■ **ABOUT THIS TASK**: Return the lines of the data below exactly. Start at the first and end with the line containing "bundled with the".

[Collected data]
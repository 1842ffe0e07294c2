use std::fmt;

use bytes::{Bytes, BytesMut};

use super::chunk_header::*;
use super::chunk_type::*;
use super::*;
use crate::error::Error;
use crate::param::param_header::PARAM_HEADER_LENGTH;
use crate::param::{build_param, Param};
use crate::util::get_padding_size;

/// RECONFIG (RFC 6525 Sec 3.1) carries one or two re-configuration
/// parameters: a request, a response, or a request bundled with the
/// response to a prior incoming request.
#[derive(Default, Debug, Clone)]
pub(crate) struct ChunkReconfig {
    pub(crate) param_a: Option<Param>,
    pub(crate) param_b: Option<Param>,
}

impl fmt::Display for ChunkReconfig {
    fn fmt(&self, f: &mut fmt::Formatter<'_>) -> fmt::Result {
        let mut res = String::new();
        if let Some(param_a) = &self.param_a {
            res += format!("Param A:\n {param_a}").as_str();
        }
        if let Some(param_b) = &self.param_b {
            res += format!("Param B:\n {param_b}").as_str()
        }
        write!(f, "{res}")
    }
}

impl ChunkBody for ChunkReconfig {
    fn header(&self) -> ChunkHeader {
        ChunkHeader {
            typ: CT_RECONFIG,
            flags: 0,
            value_length: self.value_length() as u16,
        }
    }

    fn unmarshal(raw: &Bytes) -> Result<Self> {
        let header = ChunkHeader::unmarshal(raw)?;

        if header.typ != CT_RECONFIG {
            return Err(Error::ErrChunkTypeUnexpected);
        }

        let param_a =
            build_param(&raw.slice(CHUNK_HEADER_SIZE..CHUNK_HEADER_SIZE + header.value_length()))?;

        let padding = get_padding_size(PARAM_HEADER_LENGTH + param_a.value_length());
        let offset = CHUNK_HEADER_SIZE + PARAM_HEADER_LENGTH + param_a.value_length() + padding;
        let param_b = if CHUNK_HEADER_SIZE + header.value_length() > offset {
            Some(build_param(
                &raw.slice(offset..CHUNK_HEADER_SIZE + header.value_length()),
            )?)
        } else {
            None
        };

        Ok(ChunkReconfig {
            param_a: Some(param_a),
            param_b,
        })
    }

    fn marshal_to(&self, writer: &mut BytesMut) -> Result<usize> {
        self.header().marshal_to(writer)?;

        let param_a_value_length = if let Some(param_a) = &self.param_a {
            writer.extend_from_slice(&param_a.marshal()?);
            param_a.value_length()
        } else {
            return Err(Error::ErrChunkReconfigInvalidParamA);
        };

        if let Some(param_b) = &self.param_b {
            // Pad param A
            let padding = get_padding_size(PARAM_HEADER_LENGTH + param_a_value_length);
            writer.extend_from_slice(&vec![0u8; padding]);
            writer.extend_from_slice(&param_b.marshal()?);
        }
        Ok(writer.len())
    }

    fn value_length(&self) -> usize {
        let mut l = PARAM_HEADER_LENGTH;
        let param_a_value_length = if let Some(param_a) = &self.param_a {
            l += param_a.value_length();
            param_a.value_length()
        } else {
            0
        };
        if let Some(param_b) = &self.param_b {
            let padding = get_padding_size(PARAM_HEADER_LENGTH + param_a_value_length);
            l += PARAM_HEADER_LENGTH + param_b.value_length() + padding;
        }
        l
    }
}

■ **SOLUTION TO THIS EXERCISE**:
repository 1842ffe0e07294c2
use std::fmt;

use bytes::{Bytes, BytesMut};

use super::chunk_header::*;
use super::chunk_type::*;
use super::*;
use crate::error::Error;
use crate::param::param_header::PARAM_HEADER_LENGTH;
use crate::param::{build_param, Param};
use crate::util::get_padding_size;

/// RECONFIG (RFC 6525 Sec 3.1) carries one or two re-configuration
/// parameters: a request, a response, or a request bundled with the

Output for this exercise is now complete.